//! Opaque bearer-token sessions bound to their originating IP.
//!
//! The token is 256 bits from the CSPRNG, handed to the client once, and
//! stored only as its SHA-256 digest.

use std::sync::Arc;

use chrono::Duration;
use serde::Serialize;
use uuid::Uuid;

use crate::clock::SharedClock;
use crate::hashing::sha256_hex;
use crate::store::{Expiring, KeyValueStore, MemoryStore};
use crate::tokens::random_hex;
use crate::types::Timestamp;

/// Bytes of entropy in a session token.
pub const TOKEN_BYTES: usize = 32;

#[derive(Debug, Clone)]
pub struct SessionPolicy {
    pub ttl: Duration,
    /// Reject a token presented from a different IP than it was issued to.
    pub bind_ip: bool,
}

impl Default for SessionPolicy {
    fn default() -> Self {
        Self {
            ttl: Duration::hours(24),
            bind_ip: true,
        }
    }
}

#[derive(Debug, Clone, PartialEq, Eq, Serialize)]
#[serde(rename_all = "camelCase")]
pub struct Session {
    pub session_id: Uuid,
    pub user_id: String,
    pub created_at: Timestamp,
    pub expires_at: Timestamp,
    pub ip_address: String,
    pub user_agent: String,
}

impl Expiring for Session {
    fn expires_at(&self) -> Option<Timestamp> {
        Some(self.expires_at)
    }
}

/// A freshly created session and the only copy of its cleartext token.
#[derive(Debug, Clone)]
pub struct IssuedSession {
    pub token: String,
    pub session: Session,
}

/// Why a token was refused. Callers surface all three as one uniform
/// "unauthorized" and record the specific reason in the audit trail.
#[derive(Debug, Clone, Copy, PartialEq, Eq, thiserror::Error)]
pub enum SessionRejection {
    #[error("session not found")]
    NotFound,
    #[error("session expired")]
    Expired,
    #[error("session presented from a different IP address")]
    IpMismatch,
}

impl SessionRejection {
    pub fn as_str(self) -> &'static str {
        match self {
            SessionRejection::NotFound => "not_found",
            SessionRejection::Expired => "expired",
            SessionRejection::IpMismatch => "ip_mismatch",
        }
    }
}

pub struct SessionStore {
    store: Arc<dyn KeyValueStore<Session>>,
    policy: SessionPolicy,
    clock: SharedClock,
}

impl SessionStore {
    pub fn new(policy: SessionPolicy, clock: SharedClock) -> Self {
        Self::with_store(Arc::new(MemoryStore::new()), policy, clock)
    }

    pub fn with_store(
        store: Arc<dyn KeyValueStore<Session>>,
        policy: SessionPolicy,
        clock: SharedClock,
    ) -> Self {
        Self {
            store,
            policy,
            clock,
        }
    }

    pub fn policy(&self) -> &SessionPolicy {
        &self.policy
    }

    pub fn create(&self, user_id: &str, ip: &str, user_agent: &str) -> IssuedSession {
        let now = self.clock.now();
        let token = random_hex(TOKEN_BYTES);
        let session = Session {
            session_id: Uuid::new_v4(),
            user_id: user_id.to_string(),
            created_at: now,
            expires_at: now + self.policy.ttl,
            ip_address: ip.to_string(),
            user_agent: user_agent.to_string(),
        };
        self.store.set(&token_key(&token), session.clone());
        IssuedSession { token, session }
    }

    /// Look up a token. An expired session is evicted on the way out.
    pub fn validate(&self, token: &str, ip: &str) -> Result<Session, SessionRejection> {
        let now = self.clock.now();
        let key = token_key(token);
        let mut outcome = Err(SessionRejection::NotFound);

        self.store.update(&key, &mut |slot| {
            outcome = match slot.as_ref() {
                None => Err(SessionRejection::NotFound),
                Some(session) if session.is_expired(now) => Err(SessionRejection::Expired),
                Some(session) if self.policy.bind_ip && session.ip_address != ip => {
                    Err(SessionRejection::IpMismatch)
                }
                Some(session) => Ok(session.clone()),
            };
            if matches!(outcome, Err(SessionRejection::Expired)) {
                *slot = None;
            }
        });

        outcome
    }

    /// Destroy a session. Returns whether one existed.
    pub fn invalidate(&self, token: &str) -> bool {
        self.store.delete(&token_key(token)).is_some()
    }

    pub fn sweep(&self) -> usize {
        self.store.sweep_expired(self.clock.now())
    }

    pub fn active_count(&self) -> usize {
        let now = self.clock.now();
        self.store
            .values()
            .iter()
            .filter(|s| !s.is_expired(now))
            .count()
    }
}

fn token_key(token: &str) -> String {
    sha256_hex(token.as_bytes())
}

#[cfg(test)]
mod tests {
    use std::sync::Arc;

    use assert_matches::assert_matches;

    use super::*;
    use crate::clock::{Clock, ManualClock};

    fn store(policy: SessionPolicy) -> (SessionStore, Arc<ManualClock>) {
        let clock = Arc::new(ManualClock::starting_now());
        (SessionStore::new(policy, clock.clone()), clock)
    }

    #[test]
    fn token_has_256_bits() {
        let (sessions, _) = store(SessionPolicy::default());
        let issued = sessions.create("usr_1", "10.0.0.1", "ua");
        assert_eq!(issued.token.len(), TOKEN_BYTES * 2);
        assert!(issued.token.chars().all(|c| c.is_ascii_hexdigit()));
    }

    #[test]
    fn valid_token_from_same_ip_is_accepted() {
        let (sessions, clock) = store(SessionPolicy::default());
        let issued = sessions.create("usr_1", "10.0.0.1", "ua");
        let session = sessions.validate(&issued.token, "10.0.0.1").unwrap();
        assert_eq!(session.user_id, "usr_1");
        assert_eq!(session.expires_at, clock.now() + Duration::hours(24));
    }

    #[test]
    fn rejection_reasons_are_distinct() {
        let (sessions, clock) = store(SessionPolicy::default());
        let issued = sessions.create("usr_1", "10.0.0.1", "ua");

        assert_matches!(
            sessions.validate("deadbeef", "10.0.0.1"),
            Err(SessionRejection::NotFound)
        );
        assert_matches!(
            sessions.validate(&issued.token, "10.0.0.2"),
            Err(SessionRejection::IpMismatch)
        );

        clock.advance(Duration::hours(24));
        assert_matches!(
            sessions.validate(&issued.token, "10.0.0.1"),
            Err(SessionRejection::Expired)
        );
        // Evicted on expiry.
        assert_matches!(
            sessions.validate(&issued.token, "10.0.0.1"),
            Err(SessionRejection::NotFound)
        );
    }

    #[test]
    fn ip_binding_can_be_disabled() {
        let (sessions, _) = store(SessionPolicy {
            bind_ip: false,
            ..SessionPolicy::default()
        });
        let issued = sessions.create("usr_1", "10.0.0.1", "ua");
        assert!(sessions.validate(&issued.token, "192.168.1.1").is_ok());
    }

    #[test]
    fn invalidate_destroys_session() {
        let (sessions, _) = store(SessionPolicy::default());
        let issued = sessions.create("usr_1", "10.0.0.1", "ua");
        assert!(sessions.invalidate(&issued.token));
        assert!(!sessions.invalidate(&issued.token));
        assert_matches!(
            sessions.validate(&issued.token, "10.0.0.1"),
            Err(SessionRejection::NotFound)
        );
    }

    #[test]
    fn sweep_and_active_count() {
        let (sessions, clock) = store(SessionPolicy::default());
        sessions.create("a", "ip", "ua");
        clock.advance(Duration::hours(12));
        sessions.create("b", "ip", "ua");
        assert_eq!(sessions.active_count(), 2);

        clock.advance(Duration::hours(13));
        assert_eq!(sessions.active_count(), 1);
        assert_eq!(sessions.sweep(), 1);
    }
}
------------------------------------------------------------------------
* **Exercise**
Go through the listing above and copy each line where the string "SessionStore" appears.

* **Response below**
pub struct SessionStore {
impl SessionStore {
    fn store(policy: SessionPolicy) -> (SessionStore, Arc<ManualClock>) {
        (SessionStore::new(policy, clock.clone()), clock)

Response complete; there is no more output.